Yeah, the MNIST model seems to have issues. I can get it to make mistakes for all line widths and most digits. Maybe the issue with small digits is that there is no cropping happening and the model was trained on MNIST where all the digits are uniform size.
Actually this is probably a good demo for a ML visualization tool as we were pretty easily able to find these issues. If cropping is the issue, this is also something that a test set might not catch.
This looks great, another competitor is streamlit. You guys need a data grid.
Most the Internet tutorials, research successes in Deep Learning are in NLP and Computer Vision. But most of the times in an actual setting people will also use a data grid to show results and/or input data.
Don’t know if it’s relevant but optional interface to use also existing Jupyter components e.g. qgrid could be a quick workaround to introduce features until native components are developed
It's cool that you can immediately update the output whenever the input changes.
But what if the code inside the function changes? Do you have hot reloading functionality?
Streamlit handles this by re-executing the whole script when detecting any code changes. You can cache certain resources (such as the model), but it's fiddly to get right.

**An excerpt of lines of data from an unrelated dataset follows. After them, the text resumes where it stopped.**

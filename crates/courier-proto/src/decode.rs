//! Value unmarshaller (wire read side).
//!
//! [`Decoder`] walks a byte slice with an absolute-offset cursor, so
//! alignment is computed relative to the start of the *message* even when
//! the slice in hand starts mid-message ([`Decoder::new_at`]). Decoding is
//! type-directed: the caller supplies the expected [`Type`] (from a
//! signature) and gets back a [`Value`] or a [`FormatError`].
//!
//! Every read is bounds-checked before any allocation, so a hostile length
//! field inside a value fails with `UnexpectedEof` instead of driving a
//! large allocation.

use crate::{
    errors::FormatError,
    order::ByteOrder,
    signature::{Signature, Type},
    value::{ObjectPath, Value, Variant},
};

/// Alignment-aware, bounds-checked decoder over one slice of wire data.
#[derive(Debug)]
pub struct Decoder<'a> {
    data: &'a [u8],
    order: ByteOrder,
    /// Absolute wire offset of `data[0]`, for alignment bookkeeping.
    base: usize,
    cursor: usize,
}

impl<'a> Decoder<'a> {
    /// Decode from a slice whose first byte sits at wire offset 0.
    #[must_use]
    pub fn new(data: &'a [u8], order: ByteOrder) -> Self {
        Self::new_at(data, order, 0)
    }

    /// Decode from a slice whose first byte sits at wire offset `base`.
    ///
    /// The message pipeline uses this to decode the header array with
    /// offsets relative to the whole-message origin.
    #[must_use]
    pub fn new_at(data: &'a [u8], order: ByteOrder, base: usize) -> Self {
        Self { data, order, base, cursor: 0 }
    }

    /// Absolute wire offset of the next byte to be read.
    #[must_use]
    pub fn position(&self) -> usize {
        self.base + self.cursor
    }

    /// Bytes left in the slice.
    #[must_use]
    pub fn remaining(&self) -> usize {
        self.data.len() - self.cursor
    }

    /// Skip padding up to the next multiple of `boundary`.
    ///
    /// # Errors
    ///
    /// Returns [`FormatError::UnexpectedEof`] if the padding runs off the
    /// end of the data.
    pub fn align(&mut self, boundary: usize) -> Result<(), FormatError> {
        let padding = (boundary - self.position() % boundary) % boundary;
        self.take(padding)?;
        Ok(())
    }

    /// Decode one value of the given type.
    ///
    /// # Errors
    ///
    /// Any [`FormatError`]: truncation, bad boolean, bad UTF-8, missing
    /// NUL, malformed embedded signature, or an array length that does not
    /// land on an element boundary.
    pub fn decode_value(&mut self, ty: &Type) -> Result<Value, FormatError> {
        let value = match ty {
            Type::Byte => Value::Byte(self.get_u8()?),
            Type::Boolean => match self.get_u32()? {
                0 => Value::Boolean(false),
                1 => Value::Boolean(true),
                other => return Err(FormatError::InvalidBool(other)),
            },
            Type::Int16 => Value::Int16(self.get_u16()? as i16),
            Type::Uint16 => Value::Uint16(self.get_u16()?),
            Type::Int32 => Value::Int32(self.get_u32()? as i32),
            Type::Uint32 => Value::Uint32(self.get_u32()?),
            Type::Int64 => Value::Int64(self.get_u64()? as i64),
            Type::Uint64 => Value::Uint64(self.get_u64()?),
            Type::Double => Value::Double(f64::from_bits(self.get_u64()?)),
            Type::String => Value::String(self.get_string()?),
            Type::ObjectPath => Value::ObjectPath(ObjectPath::new(self.get_string()?)),
            Type::Signature => Value::Signature(self.get_signature()?),
            Type::Array(elem) => {
                let byte_len = self.get_u32()? as usize;
                self.align(elem.alignment())?;
                if byte_len > self.remaining() {
                    return Err(FormatError::UnexpectedEof);
                }
                let end = self.position() + byte_len;
                let mut items = Vec::new();
                while self.position() < end {
                    items.push(self.decode_value(elem)?);
                }
                if self.position() != end {
                    return Err(FormatError::ArrayLength);
                }
                Value::Array { elem: (**elem).clone(), items }
            },
            Type::Struct(members) => {
                self.align(8)?;
                let mut values = Vec::with_capacity(members.len());
                for member in members {
                    values.push(self.decode_value(member)?);
                }
                Value::Struct(values)
            },
            Type::DictEntry(key, entry_value) => {
                self.align(8)?;
                let key = self.decode_value(key)?;
                let entry_value = self.decode_value(entry_value)?;
                Value::DictEntry(Box::new(key), Box::new(entry_value))
            },
            Type::Variant => {
                let variant = self.decode_variant()?;
                Value::Variant(Box::new(variant.into_value()))
            },
        };
        Ok(value)
    }

    /// Decode a variant: its embedded signature, then the one value the
    /// signature describes.
    ///
    /// # Errors
    ///
    /// [`FormatError::VariantSignature`] if the embedded signature does not
    /// hold exactly one complete type, plus any value decode failure.
    pub fn decode_variant(&mut self) -> Result<Variant, FormatError> {
        let signature = self.get_signature()?;
        let [ty] = signature.types() else {
            return Err(FormatError::VariantSignature);
        };
        let ty = ty.clone();
        Ok(Variant::new(self.decode_value(&ty)?))
    }

    fn take(&mut self, len: usize) -> Result<&'a [u8], FormatError> {
        if len > self.remaining() {
            return Err(FormatError::UnexpectedEof);
        }
        let bytes = &self.data[self.cursor..self.cursor + len];
        self.cursor += len;
        Ok(bytes)
    }

    fn get_u8(&mut self) -> Result<u8, FormatError> {
        Ok(self.take(1)?[0])
    }

    fn get_u16(&mut self) -> Result<u16, FormatError> {
        self.align(2)?;
        let bytes = self.take(2)?;
        Ok(self.order.u16_from([bytes[0], bytes[1]]))
    }

    fn get_u32(&mut self) -> Result<u32, FormatError> {
        self.align(4)?;
        let bytes = self.take(4)?;
        Ok(self.order.u32_from([bytes[0], bytes[1], bytes[2], bytes[3]]))
    }

    fn get_u64(&mut self) -> Result<u64, FormatError> {
        self.align(8)?;
        let bytes = self.take(8)?;
        let mut raw = [0u8; 8];
        raw.copy_from_slice(bytes);
        Ok(self.order.u64_from(raw))
    }

    /// Aligned u32 length, bytes, NUL; UTF-8 checked.
    fn get_string(&mut self) -> Result<String, FormatError> {
        let len = self.get_u32()? as usize;
        let bytes = self.take(len)?;
        if self.take(1)?[0] != 0 {
            return Err(FormatError::MissingNul);
        }
        String::from_utf8(bytes.to_vec()).map_err(|_| FormatError::InvalidUtf8)
    }

    /// u8 length, bytes, NUL; parsed under the signature grammar.
    fn get_signature(&mut self) -> Result<Signature, FormatError> {
        let len = self.get_u8()? as usize;
        let bytes = self.take(len)?;
        if self.take(1)?[0] != 0 {
            return Err(FormatError::MissingNul);
        }
        let text = std::str::from_utf8(bytes).map_err(|_| FormatError::InvalidUtf8)?;
        Signature::parse(text)
    }
}

#[cfg(test)]
mod tests {
    use super::*;
    use crate::encode::Encoder;

    fn round_trip(order: ByteOrder, value: &Value) -> Value {
        let mut enc = Encoder::new(order);
        enc.encode_value(value).expect("should encode");
        let wire = enc.finish();
        let mut dec = Decoder::new(&wire, order);
        let decoded = dec.decode_value(&value.wire_type()).expect("should decode");
        assert_eq!(dec.remaining(), 0, "decode must consume the encoding exactly");
        decoded
    }

    #[test]
    fn scalar_round_trips() {
        use crate::signature::Type;

        let values = [
            Value::Byte(0xFF),
            Value::Boolean(true),
            Value::Int16(-2),
            Value::Uint16(0xBEEF),
            Value::Int32(i32::MIN),
            Value::Uint32(u32::MAX),
            Value::Int64(-1),
            Value::Uint64(u64::MAX),
            Value::Double(6.5),
            Value::String("hello world".into()),
            Value::ObjectPath(ObjectPath::new("/org/test")),
            Value::Signature(Signature::parse("a{sv}").unwrap()),
            Value::Array {
                elem: Type::Int16,
                items: vec![Value::Int16(1), Value::Int16(2), Value::Int16(3)],
            },
            Value::Struct(vec![Value::Byte(1), Value::Uint64(2), Value::String("x".into())]),
            Value::Variant(Box::new(Value::Double(0.25))),
        ];
        for order in [ByteOrder::LittleEndian, ByteOrder::BigEndian] {
            for value in &values {
                assert_eq!(&round_trip(order, value), value);
            }
        }
    }

    #[test]
    fn dict_array_round_trip() {
        use crate::signature::Type;

        let dict = Value::Array {
            elem: Type::DictEntry(Box::new(Type::String), Box::new(Type::Variant)),
            items: vec![
                Value::DictEntry(
                    Box::new(Value::String("answer".into())),
                    Box::new(Value::Variant(Box::new(Value::Uint32(42)))),
                ),
                Value::DictEntry(
                    Box::new(Value::String("name".into())),
                    Box::new(Value::Variant(Box::new(Value::String("courier".into())))),
                ),
            ],
        };
        assert_eq!(round_trip(ByteOrder::LittleEndian, &dict), dict);
    }

    #[test]
    fn base_offset_drives_alignment() {
        // A u32 decoded at wire offset 6 must skip two padding bytes.
        let data = [0u8, 0, 7, 0, 0, 0];
        let mut dec = Decoder::new_at(&data, ByteOrder::LittleEndian, 6);
        let value = dec.decode_value(&crate::signature::Type::Uint32).unwrap();
        assert_eq!(value, Value::Uint32(7));
    }

    #[test]
    fn reject_bad_boolean() {
        let data = [2u8, 0, 0, 0];
        let mut dec = Decoder::new(&data, ByteOrder::LittleEndian);
        assert_eq!(
            dec.decode_value(&crate::signature::Type::Boolean),
            Err(FormatError::InvalidBool(2)),
        );
    }

    #[test]
    fn reject_truncated_string() {
        // Claims 100 bytes, provides 2. Must fail before allocating 100.
        let data = [100u8, 0, 0, 0, b'h', b'i'];
        let mut dec = Decoder::new(&data, ByteOrder::LittleEndian);
        assert_eq!(
            dec.decode_value(&crate::signature::Type::String),
            Err(FormatError::UnexpectedEof),
        );
    }

    #[test]
    fn reject_string_without_nul() {
        let data = [2u8, 0, 0, 0, b'h', b'i', 1];
        let mut dec = Decoder::new(&data, ByteOrder::LittleEndian);
        assert_eq!(
            dec.decode_value(&crate::signature::Type::String),
            Err(FormatError::MissingNul),
        );
    }

    #[test]
    fn reject_array_length_off_boundary() {
        // Array of u32 claiming 6 data bytes: not a whole number of elements.
        let data = [6u8, 0, 0, 0, 1, 0, 0, 0, 2, 0, 0, 0];
        let mut dec = Decoder::new(&data, ByteOrder::LittleEndian);
        let ty = crate::signature::Type::Array(Box::new(crate::signature::Type::Uint32));
        assert_eq!(dec.decode_value(&ty), Err(FormatError::ArrayLength));
    }

    #[test]
    fn reject_variant_with_multi_type_signature() {
        let data = [2u8, b'y', b'y', 0, 1, 2];
        let mut dec = Decoder::new(&data, ByteOrder::LittleEndian);
        assert_eq!(dec.decode_variant(), Err(FormatError::VariantSignature));
    }
}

We don't have hot reloading. We avoided caching certain resources because of this exact reason, its a bit finicky. But we're working on a better way to do it.
Streamlit is a great library, especially for creating full, standalone dashboards. Here's where I think Gradio's focus is different:
- Our UI components are optimized for machine learning models. For example, we make it super easy for you to put in a drag-and-drop image upload for your image classification model, and we'll handle the preprocessing to convert the input image to a numpy array of specified shape & the postprocessing to convert the confidences to nice graphical labels. We're trying to eliminate boilerplate preprocessing & postprocessing as much as possible. Just specify the UI components that make sense for your model in 1 line of code, and then launch() to create the interface!
- We are designing our UI components so that you can get more insight into how your model is performing. For example, here we obscure / crop different parts of an image to explore what in the image might be causing the model to predict a cheetah: https://i.imgur.com/t0Inliy.mp4 We are planning on releasing a lot more features specifically focused on model testing & validation, and would love to hear from you if that sounds useful
- Gradio integrates seamlessly with jupyter / colab notebooks, so you can use your existing workflow (I don't believe that's true for streamlit)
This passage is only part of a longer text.